You can extract data that you have stored in SaaS applications and databases and load it into the data warehouse using an ETL (extract, transform, load) tool. Stitch is a simple, powerful ETL service for businesses of all sizes, up to and including the enterprise. It can move data from dozens of data sources to several different data warehouses. If your organization already uses a data warehouse, you can sign up for Stitch and be moving data to your destination in five minutes. Choose at least one of Stitch's integrations as a data source. Most businesses get more value out of their data as they integrate more data sources; for our example, we'll look at data from two separate SaaS applications.

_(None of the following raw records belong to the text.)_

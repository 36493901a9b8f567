//! Integration tests for the request executor against a mock gateway.

#[path = "common/test_constants.rs"]
mod test_constants;

use std::time::Duration;

use rstest::{fixture, rstest};
use serde::Serialize;
use serde_json::{Value, json};
use siteops::api::{Method, RequestSpec};
use siteops::{ApiClient, Backend, ResponseOutcome, ServiceAccount};
use wiremock::matchers::{body_json, header, method, path};
use wiremock::{Mock, MockServer, ResponseTemplate};

use test_constants::{BASIC_AUTH_HEADER, SERVICE_PASSWORD, SERVICE_USER};

#[fixture]
async fn server() -> MockServer {
    MockServer::start().await
}

fn client_for(base_url: &str) -> ApiClient {
    ApiClient::new(
        base_url,
        ServiceAccount::new(SERVICE_USER, SERVICE_PASSWORD),
        Duration::from_secs(5),
    )
    .unwrap_or_else(|err| panic!("client: {err}"))
}

#[rstest]
#[tokio::test]
async fn requests_carry_basic_auth_and_json_negotiation(#[future(awt)] server: MockServer) {
    Mock::given(method("GET"))
        .and(path("/hosting/v1/sites/7"))
        .and(header("authorization", BASIC_AUTH_HEADER))
        .and(header("accept", "application/json"))
        .and(header("content-type", "application/json"))
        .respond_with(ResponseTemplate::new(200).set_body_json(json!({ "state": "active" })))
        .expect(1)
        .mount(&server)
        .await;

    let outcome = client_for(&server.uri())
        .get(Backend::Hosting, "sites/7")
        .await;

    assert_eq!(outcome, ResponseOutcome::Success(json!({ "state": "active" })));
}

#[rstest]
#[case(201)]
#[case(202)]
#[case(204)]
#[tokio::test]
async fn empty_success_statuses(#[future(awt)] server: MockServer, #[case] status: u16) {
    Mock::given(method("DELETE"))
        .and(path("/modules/v1/modules/3"))
        .respond_with(ResponseTemplate::new(status))
        .mount(&server)
        .await;

    let outcome = client_for(&server.uri())
        .delete(Backend::Modules, "modules/3")
        .await;

    assert_eq!(outcome, ResponseOutcome::EmptySuccess);
}

#[rstest]
#[case(400)]
#[case(404)]
#[case(500)]
#[tokio::test]
async fn non_success_statuses_become_http_errors(
    #[future(awt)] server: MockServer,
    #[case] status: u16,
) {
    Mock::given(method("GET"))
        .respond_with(
            ResponseTemplate::new(status).set_body_json(json!({ "error_code": "ignored" })),
        )
        .mount(&server)
        .await;

    let outcome = client_for(&server.uri())
        .get(Backend::Deploy, "projects/1/runs/2")
        .await;

    assert_eq!(outcome, ResponseOutcome::HttpError(status));
}

#[rstest]
#[case(Method::Get, 302)]
#[case(Method::Post, 303)]
#[case(Method::Get, 307)]
#[tokio::test]
async fn redirects_are_reported_not_followed(
    #[future(awt)] server: MockServer,
    #[case] verb: Method,
    #[case] status: u16,
) {
    Mock::given(method(verb.to_string()))
        .and(path("/hosting/v1/sites/1"))
        .respond_with(
            ResponseTemplate::new(status).insert_header("location", "/hosting/v1/elsewhere"),
        )
        .expect(1)
        .mount(&server)
        .await;
    Mock::given(method("GET"))
        .and(path("/hosting/v1/elsewhere"))
        .respond_with(ResponseTemplate::new(200).set_body_json(json!({ "state": "moved" })))
        .expect(0)
        .mount(&server)
        .await;

    let request = RequestSpec::new(Backend::Hosting, verb, "sites/1");
    let outcome = client_for(&server.uri()).execute(&request).await;

    assert_eq!(outcome, ResponseOutcome::HttpError(status));
}

#[rstest]
#[tokio::test]
async fn error_code_in_success_body_becomes_api_error(#[future(awt)] server: MockServer) {
    Mock::given(method("POST"))
        .and(path("/code/v1/projects"))
        .respond_with(ResponseTemplate::new(200).set_body_json(json!({
            "error_code": "name_taken",
            "error_message": "a project with this name exists",
        })))
        .mount(&server)
        .await;

    let outcome = client_for(&server.uri())
        .post(Backend::CodeHost, "projects", json!({ "name": "blog" }))
        .await;

    assert_eq!(
        outcome,
        ResponseOutcome::ApiError {
            code: String::from("name_taken"),
            message: String::from("a project with this name exists"),
        }
    );
}

#[rstest]
#[tokio::test]
async fn non_json_body_is_passed_through_as_text(#[future(awt)] server: MockServer) {
    Mock::given(method("GET"))
        .respond_with(ResponseTemplate::new(200).set_body_string("pong"))
        .mount(&server)
        .await;

    let outcome = client_for(&server.uri())
        .get(Backend::Hosting, "ping")
        .await;

    assert_eq!(outcome, ResponseOutcome::Success(Value::from("pong")));
}

#[derive(Serialize)]
struct Rename<'a> {
    name: &'a str,
}

#[rstest]
#[tokio::test]
async fn typed_bodies_and_extra_headers_are_sent(#[future(awt)] server: MockServer) {
    Mock::given(method("PUT"))
        .and(path("/site-manager/v1/sites/9"))
        .and(header("x-request-source", "tests"))
        .and(body_json(json!({ "name": "renamed" })))
        .respond_with(ResponseTemplate::new(200).set_body_json(json!({ "id": 9 })))
        .expect(1)
        .mount(&server)
        .await;

    let request = RequestSpec::new(Backend::SiteManager, Method::Put, "/sites/9")
        .with_json(&Rename { name: "renamed" })
        .unwrap_or_else(|err| panic!("encode body: {err}"))
        .with_header("x-request-source", "tests");
    let outcome = client_for(&server.uri()).execute(&request).await;

    assert_eq!(outcome.payload(), Some(&json!({ "id": 9 })));
}

#[rstest]
#[tokio::test]
async fn trailing_slash_in_base_url_is_ignored(#[future(awt)] server: MockServer) {
    Mock::given(method("GET"))
        .and(path("/hosting/v1/sites/1"))
        .respond_with(ResponseTemplate::new(200).set_body_json(json!({ "state": "active" })))
        .expect(1)
        .mount(&server)
        .await;

    let outcome = client_for(&format!("{}/", server.uri()))
        .get(Backend::Hosting, "sites/1")
        .await;

    assert!(outcome.is_success());
}

#[tokio::test]
async fn unreachable_gateway_is_a_transport_failure() {
    let listener = std::net::TcpListener::bind("127.0.0.1:0")
        .unwrap_or_else(|err| panic!("bind probe port: {err}"));
    let address = listener
        .local_addr()
        .unwrap_or_else(|err| panic!("probe address: {err}"));
    drop(listener);

    let outcome = client_for(&format!("http://{address}"))
        .get(Backend::Hosting, "sites/1")
        .await;

    assert!(
        matches!(outcome, ResponseOutcome::TransportFailure { .. }),
        "unexpected outcome: {outcome:?}"
    );
}
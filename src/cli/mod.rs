//! Command-line interface definitions for the `siteops` binary.
//!
//! This module centralises the clap parser structures so both the main binary
//! and the build script can reuse them when generating the manual page.

use clap::Parser;

/// Top-level CLI for the `siteops` binary.
#[derive(Debug, Parser)]
#[command(
    name = "siteops",
    version,
    about = "Provision sites, watch deployments, and run commands across the hosting backends",
    arg_required_else_help = true
)]
pub(crate) enum Cli {
    /// Print a site's current detail.
    #[command(name = "site-status", about = "Print a site's current detail")]
    SiteStatus(SiteArgs),
    /// Wait until a site leaves the provisioning state.
    #[command(name = "wait-site", about = "Wait until a site leaves provisioning")]
    WaitSite(SiteArgs),
    /// Wait until a deployment run reaches a terminal status.
    #[command(
        name = "wait-deploy",
        about = "Wait until a deployment run finishes; exits non-zero unless it succeeded"
    )]
    WaitDeploy(DeployArgs),
    /// Look up several sites in one call.
    #[command(name = "batch-info", about = "Look up several sites in one call")]
    BatchInfo(BatchArgs),
    /// Wait for a site's shell and run a command on it.
    #[command(name = "ssh", about = "Wait for a site's shell and run a command on it")]
    Ssh(SshArgs),
    /// Create a code-hosting project.
    #[command(name = "create-project", about = "Create a code-hosting project")]
    CreateProject(CreateProjectArgs),
}

/// Arguments naming a single site.
#[derive(Debug, Parser)]
pub(crate) struct SiteArgs {
    /// Site identifier.
    #[arg(value_name = "SITE")]
    pub(crate) site: String,
}

/// Arguments for `siteops wait-deploy`.
#[derive(Debug, Parser)]
pub(crate) struct DeployArgs {
    /// Project owning the run.
    #[arg(value_name = "PROJECT")]
    pub(crate) project: String,
    /// Deployment run identifier.
    #[arg(value_name = "RUN")]
    pub(crate) run: String,
}

/// Arguments for `siteops batch-info`.
#[derive(Debug, Parser)]
pub(crate) struct BatchArgs {
    /// Site identifiers to look up.
    #[arg(value_name = "SITE", required = true, num_args = 1..)]
    pub(crate) sites: Vec<String>,
}

/// Arguments for `siteops ssh`.
#[derive(Debug, Parser)]
pub(crate) struct SshArgs {
    /// Site whose shell runs the command.
    #[arg(value_name = "SITE")]
    pub(crate) site: String,
    /// Command to execute on the site (use -- to separate flags).
    #[arg(required = true, trailing_var_arg = true)]
    pub(crate) command: Vec<String>,
}

/// Arguments for `siteops create-project`.
#[derive(Debug, Parser)]
pub(crate) struct CreateProjectArgs {
    /// Name of the new project.
    #[arg(value_name = "NAME")]
    pub(crate) name: String,
}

Once you have data in your data warehouse you can use QuickSight for business intelligence (BI). It can connect with more than two dozen data sources, including data warehouses like Amazon Redshift and Snowflake; databases like MySQL, PostgreSQL, and Microsoft SQL Server; and AWS services like Aurora, Athena, and S3.

Setting up a data warehouse

I used some of Stitch’s real data to build a data visualization for this post. Specifically, I was curious to see how many support conversations came from each of our pricing tiers. To find out, I needed to use billing data stored in Salesforce and join it with support conversation data from Intercom to create a visualization.

The first step was to choose or set up a data warehouse to hold the data I'd be replicating from Salesforce and Intercom. If you don't already have a data warehouse, choose one that meets your needs. I picked Panoply, a platform that provides a managed version of Redshift. If you choose Redshift, Snowflake, or one of the other destinations Stitch supports, you can follow the setup steps in the Stitch documentation.

Setting up Stitch for ETL

The next step is setting up an ETL pipeline to replicate data from your sources to the data warehouse. Stitch makes extracting data from a source and loading it into a data warehouse easy. To get started, visit the signup page and enter your email address, and on the next page enter your name, your company's name, and a password.

02-Add-integration

I added Salesforce and Intercom:

03-Add-Intercom

The documentation linked at the top of the Configure Integration page walks users through the process, which is slightly different for every data source. Depending on the integrations you set up, Stitch may ask you to choose the tables whose data you want to replicate and the fields within those tables.

Add a destination

Once you've selected all the integrations, tables, and fields you want, it's time to select a destination:

04-Add-destination

If you don't already have a data warehouse, you can set up a Panoply destination easily from within Stitch. At the Select a Destination screen, click on Panoply, click on Create a New Account, and follow the prompts. Stitch will use the email address you logged in with, autogenerate a secure password, and set up a database destination. Save your login credentials so you can access your new data warehouse in the future.

Clicking on the Panoply icon brings you to a screen where you can enter your credentials:

05-Add-Panoply

Fill in your data and save the screen, and you'll have all the pieces in place and the data ready to flow.

06-Success

When you visit your Stitch dashboard, you'll see that your integration is marked Pending. It takes a little time for Stitch to queue up your replication. If you refresh the screen, you'll see the status change to In Progress.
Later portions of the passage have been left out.